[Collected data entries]
# # # # #

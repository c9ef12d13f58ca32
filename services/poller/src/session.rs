//! Mode C session: the per-meter protocol state machine.
//!
//! One session owns one TCP connection and one meter descriptor, drives the
//! framer through request → identification → option select → (password) →
//! command → sign-off, and hands the raw reply body to the parser. A failed
//! session yields no records; the connection is released on every exit path
//! because the framer (and its socket) is owned by the session value.
//!
//! Vendor quirks are flags on the closed `Vendor` variant: Metcom answers
//! the request with a bare identification line and wants the full
//! option-select handshake, EMH-family meters stream identification and
//! dataset in one reply.

use chrono::{DateTime, Duration as TimeDelta, TimeZone, Utc};
use std::time::Duration;
use thiserror::Error;
use tokio::io::{AsyncRead, AsyncWrite};
use tokio::net::TcpStream;
use tracing::{debug, info, warn};

use crate::framer::{Framer, FramerError, Reply, Terminator};
use iec_line::Identification;
use meter_core::{DataKind, MeterDescriptor, ParseError, PasswordKind, timebase};

// ---------------------------------------------------------------------------
// Errors
// ---------------------------------------------------------------------------

#[derive(Debug, Error)]
pub enum SessionError {
    #[error("framing: {0}")]
    Framing(#[from] FramerError),
    #[error("malformed identification {0:?}")]
    MalformedIdentification(String),
    #[error("meter ended communication (B0)")]
    PeerEnded,
    #[error("meter rejected the password")]
    AuthRejected,
    #[error("unexpected authentication reply {0:?}")]
    AuthUnexpected(String),
    #[error("meter error reply: {0}")]
    MeterError(String),
    #[error("meter context: {0}")]
    Context(#[from] ParseError),
    #[error("data kind {0} cannot be read over this session")]
    UnsupportedKind(DataKind),
}

// ---------------------------------------------------------------------------
// State
// ---------------------------------------------------------------------------

#[derive(Debug, Clone, Copy, PartialEq, Eq)]
pub enum SessionState {
    Idle,
    Opening,
    Identified,
    ModeSelected,
    Authenticated,
    Issuing,
    Reading,
    SignedOff,
    Failed,
}

// ---------------------------------------------------------------------------
// From-bound policy
// ---------------------------------------------------------------------------

/// Compute the `from` bound of a profile/log read window.
///
/// `from = max(watermark, now − window)`: the watermark resumes after a
/// failure, the rolling window caps how much a single session may request.
/// The window widens for kinds polled less often than every 15 minutes so
/// a poll always covers at least one full interval.
pub fn from_bound(
    meter: &MeterDescriptor,
    kind: DataKind,
    now: DateTime<Utc>,
    max_window: TimeDelta,
) -> Option<DateTime<Utc>> {
    kind.command_tag()?;

    let mut window = max_window;
    let interval = i64::from(meter.interval(kind));
    if interval > 900 {
        window = window.max(TimeDelta::hours(interval / 900 + 1));
    }
    let floor = now - window;

    let watermark = kind
        .watermark_field()
        .and_then(|field| meter.watermark(field))
        .and_then(|secs| Utc.timestamp_opt(secs, 0).single());

    Some(match watermark {
        Some(mark) => mark.max(floor),
        None => floor,
    })
}

// ---------------------------------------------------------------------------
// Session
// ---------------------------------------------------------------------------

pub struct Session<S> {
    framer: Framer<S>,
    meter: MeterDescriptor,
    state: SessionState,
    identification: Option<Identification>,
}

impl Session<TcpStream> {
    /// Open the TCP connection to the meter. A connect failure is fatal to
    /// the session; the meter is not retried within the same dispatch.
    pub async fn open(
        meter: MeterDescriptor,
        connect_timeout: Duration,
        tr: Duration,
    ) -> Result<Session<TcpStream>, SessionError> {
        debug!(meter_id = %meter.meter_id, endpoint = %meter.endpoint(), "opening session");
        let framer = Framer::connect(&meter.ip_address, meter.port, connect_timeout, tr).await?;
        Ok(Session {
            framer,
            meter,
            state: SessionState::Opening,
            identification: None,
        })
    }
}

impl<S: AsyncRead + AsyncWrite + Unpin> Session<S> {
    /// Build a session over an arbitrary stream (tests drive this with an
    /// in-memory pipe).
    pub fn with_stream(stream: S, meter: MeterDescriptor, tr: Duration) -> Session<S> {
        Session {
            framer: Framer::new(stream, tr),
            meter,
            state: SessionState::Opening,
            identification: None,
        }
    }

    pub fn state(&self) -> SessionState {
        self.state
    }

    pub fn identification(&self) -> Option<&Identification> {
        self.identification.as_ref()
    }

    /// Read one data kind and return the decoded ASCII reply body.
    ///
    /// On any failure the state is `Failed` and no body is returned.
    pub async fn read_kind(
        &mut self,
        kind: DataKind,
        from: Option<DateTime<Utc>>,
    ) -> Result<String, SessionError> {
        let result = if kind.uses_programming_mode() {
            self.programming_read(kind, from).await
        } else {
            self.readout(kind).await
        };
        match result {
            Ok(body) => {
                self.state = SessionState::SignedOff;
                Ok(body)
            }
            Err(e) => {
                self.state = SessionState::Failed;
                Err(e)
            }
        }
    }

    // -----------------------------------------------------------------------
    // Readout mode (list tables)
    // -----------------------------------------------------------------------

    async fn readout(&mut self, kind: DataKind) -> Result<String, SessionError> {
        let selector = kind
            .readout_selector()
            .ok_or(SessionError::UnsupportedKind(kind))?;
        let request = self.request_command(selector);

        let body = if self.meter.vendor().full_readout_handshake() {
            let ident = self
                .framer
                .exchange(&request, Terminator::Lf, false)
                .await?;
            self.note_identification(&ident)?;
            // Option select, data readout mode: the meter streams the
            // dataset terminated by ETX.
            self.state = SessionState::Issuing;
            let body = self
                .framer
                .exchange(&option_select(true), Terminator::Etx, true)
                .await?;
            self.state = SessionState::Reading;
            body
        } else {
            // EMH-family: identification and dataset arrive as one stream.
            let body = self.framer.exchange(&request, Terminator::Etx, true).await?;
            self.state = SessionState::Reading;
            body
        };

        self.check_body(decode_ascii(&body))
    }

    // -----------------------------------------------------------------------
    // Programming mode (profiles, logs, error register)
    // -----------------------------------------------------------------------

    async fn programming_read(
        &mut self,
        kind: DataKind,
        from: Option<DateTime<Utc>>,
    ) -> Result<String, SessionError> {
        let request = self.request_command('?');
        let ident = if self.meter.vendor().full_readout_handshake() {
            self.framer
                .exchange(&request, Terminator::Lf, false)
                .await?
        } else {
            // The identification line carries no ETX; the read quiesces on Tr.
            self.framer
                .exchange(&request, Terminator::Etx, true)
                .await?
        };
        self.note_identification(&ident)?;

        // Option select, programming mode: the meter answers with its
        // serial number frame `P0(nnnnnnnn)`.
        let hello = self
            .framer
            .exchange(&option_select(false), Terminator::Etx, true)
            .await?;
        let hello = decode_ascii(&hello);
        if hello.contains("B0") {
            return Err(SessionError::PeerEnded);
        }
        debug!(meter_id = %self.meter.meter_id, hello = %hello.trim(), "programming mode");
        self.state = SessionState::ModeSelected;

        if let Some(password) = self.meter.password.clone() {
            self.authenticate(&password, self.meter.password_type).await?;
            self.state = SessionState::Authenticated;
        }

        let data = self.command_data(kind, from)?;
        self.state = SessionState::Issuing;
        let frame = iec_line::encode_command(b"R5", Some(data.as_bytes()));
        let body = self.framer.exchange(&frame, Terminator::Etx, true).await?;
        self.state = SessionState::Reading;

        let body = self.check_body(decode_ascii(&body))?;
        self.sign_off().await;
        Ok(body)
    }

    /// Data field of the R5 command for a kind: `<tag>(0YYMMDDhhmm;)`.
    fn command_data(
        &self,
        kind: DataKind,
        from: Option<DateTime<Utc>>,
    ) -> Result<String, SessionError> {
        let tag = kind
            .command_tag()
            .ok_or(SessionError::UnsupportedKind(kind))?;
        let zone = timebase::zone_offset(self.meter.zone_name())?;
        let window = match from {
            Some(from) => timebase::render_from_bound(from, zone),
            None => String::new(),
        };
        Ok(format!("{tag}({window};)"))
    }

    /// Password exchange: expect exactly ACK. A NAK is retried, three
    /// attempts total; B0 means the meter gave up on us.
    async fn authenticate(
        &mut self,
        password: &str,
        kind: PasswordKind,
    ) -> Result<(), SessionError> {
        let frame =
            iec_line::encode_command(kind.command(), Some(format!("({password})").as_bytes()));
        for attempt in 1..=3u8 {
            match self
                .framer
                .exchange_once(&frame, Terminator::Ack, false)
                .await?
            {
                Reply::Nak => {
                    warn!(
                        meter_id = %self.meter.meter_id,
                        attempt,
                        "NAK on password, retrying"
                    );
                    tokio::time::sleep(Duration::from_millis(500)).await;
                }
                Reply::Data(data) => {
                    if data == [iec_line::ACK] {
                        return Ok(());
                    }
                    let text = decode_ascii(&data);
                    if text.contains("B0") {
                        return Err(SessionError::AuthRejected);
                    }
                    return Err(SessionError::AuthUnexpected(text.trim().to_owned()));
                }
            }
        }
        Err(SessionError::AuthRejected)
    }

    /// Best-effort `B0` close. A session that already read its body is
    /// successful even when the sign-off never makes it out.
    async fn sign_off(&mut self) {
        if let Err(e) = self.framer.send(&iec_line::sign_off_frame()).await {
            debug!(meter_id = %self.meter.meter_id, error = %e, "sign-off not delivered");
        }
    }

    // -----------------------------------------------------------------------
    // Shared checks
    // -----------------------------------------------------------------------

    /// Request message: `/{selector}<meter_id>!` or the anonymous form.
    fn request_command(&self, selector: char) -> Vec<u8> {
        let cmd = if self.meter.use_meter_id {
            format!("/{selector}{}!\r\n", self.meter.meter_id)
        } else {
            format!("/{selector}!\r\n")
        };
        cmd.into_bytes()
    }

    fn note_identification(&mut self, raw: &[u8]) -> Result<(), SessionError> {
        let text = decode_ascii(raw);
        if text.contains("B0") {
            // Busy, password pending, or a previous session never signed off.
            return Err(SessionError::PeerEnded);
        }
        let ident = Identification::parse(&text)
            .map_err(|_| SessionError::MalformedIdentification(text.trim().to_owned()))?;
        info!(
            meter_id = %self.meter.meter_id,
            manufacturer = %ident.manufacturer,
            baud = ident.baud_rate(),
            fast_tr = ident.fast_tr,
            "identified"
        );
        self.identification = Some(ident);
        self.state = SessionState::Identified;
        Ok(())
    }

    fn check_body(&self, body: String) -> Result<String, SessionError> {
        if body.contains("(ERROR") {
            return Err(SessionError::MeterError(body.trim().to_owned()));
        }
        if body.contains("B0") {
            return Err(SessionError::PeerEnded);
        }
        Ok(body)
    }
}

/// Select option message `ACK 0 5 y CR LF`: baud stage 5, y=0 for data
/// readout, y=1 for programming mode.
fn option_select(data_readout: bool) -> Vec<u8> {
    let mode = if data_readout { b'0' } else { b'1' };
    vec![iec_line::ACK, b'0', b'5', mode, b'\r', b'\n']
}

fn decode_ascii(data: &[u8]) -> String {
    String::from_utf8_lossy(data).into_owned()
}

// ---------------------------------------------------------------------------
// Unit tests (duplex-stream scripted peers)
// ---------------------------------------------------------------------------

# # # # #

◆ ASSIGNMENT
Repeat verbatim the opening run of entries, ending with the line that contains "wants the full".

◆ RESULT FOR THIS TASK
repository c9ef12d13f58ca32
filename services/poller/src/session.rs
//! Mode C session: the per-meter protocol state machine.
//!
//! One session owns one TCP connection and one meter descriptor, drives the
//! framer through request → identification → option select → (password) →
//! command → sign-off, and hands the raw reply body to the parser. A failed
//! session yields no records; the connection is released on every exit path
//! because the framer (and its socket) is owned by the session value.
//!
//! Vendor quirks are flags on the closed `Vendor` variant: Metcom answers
//! the request with a bare identification line and wants the full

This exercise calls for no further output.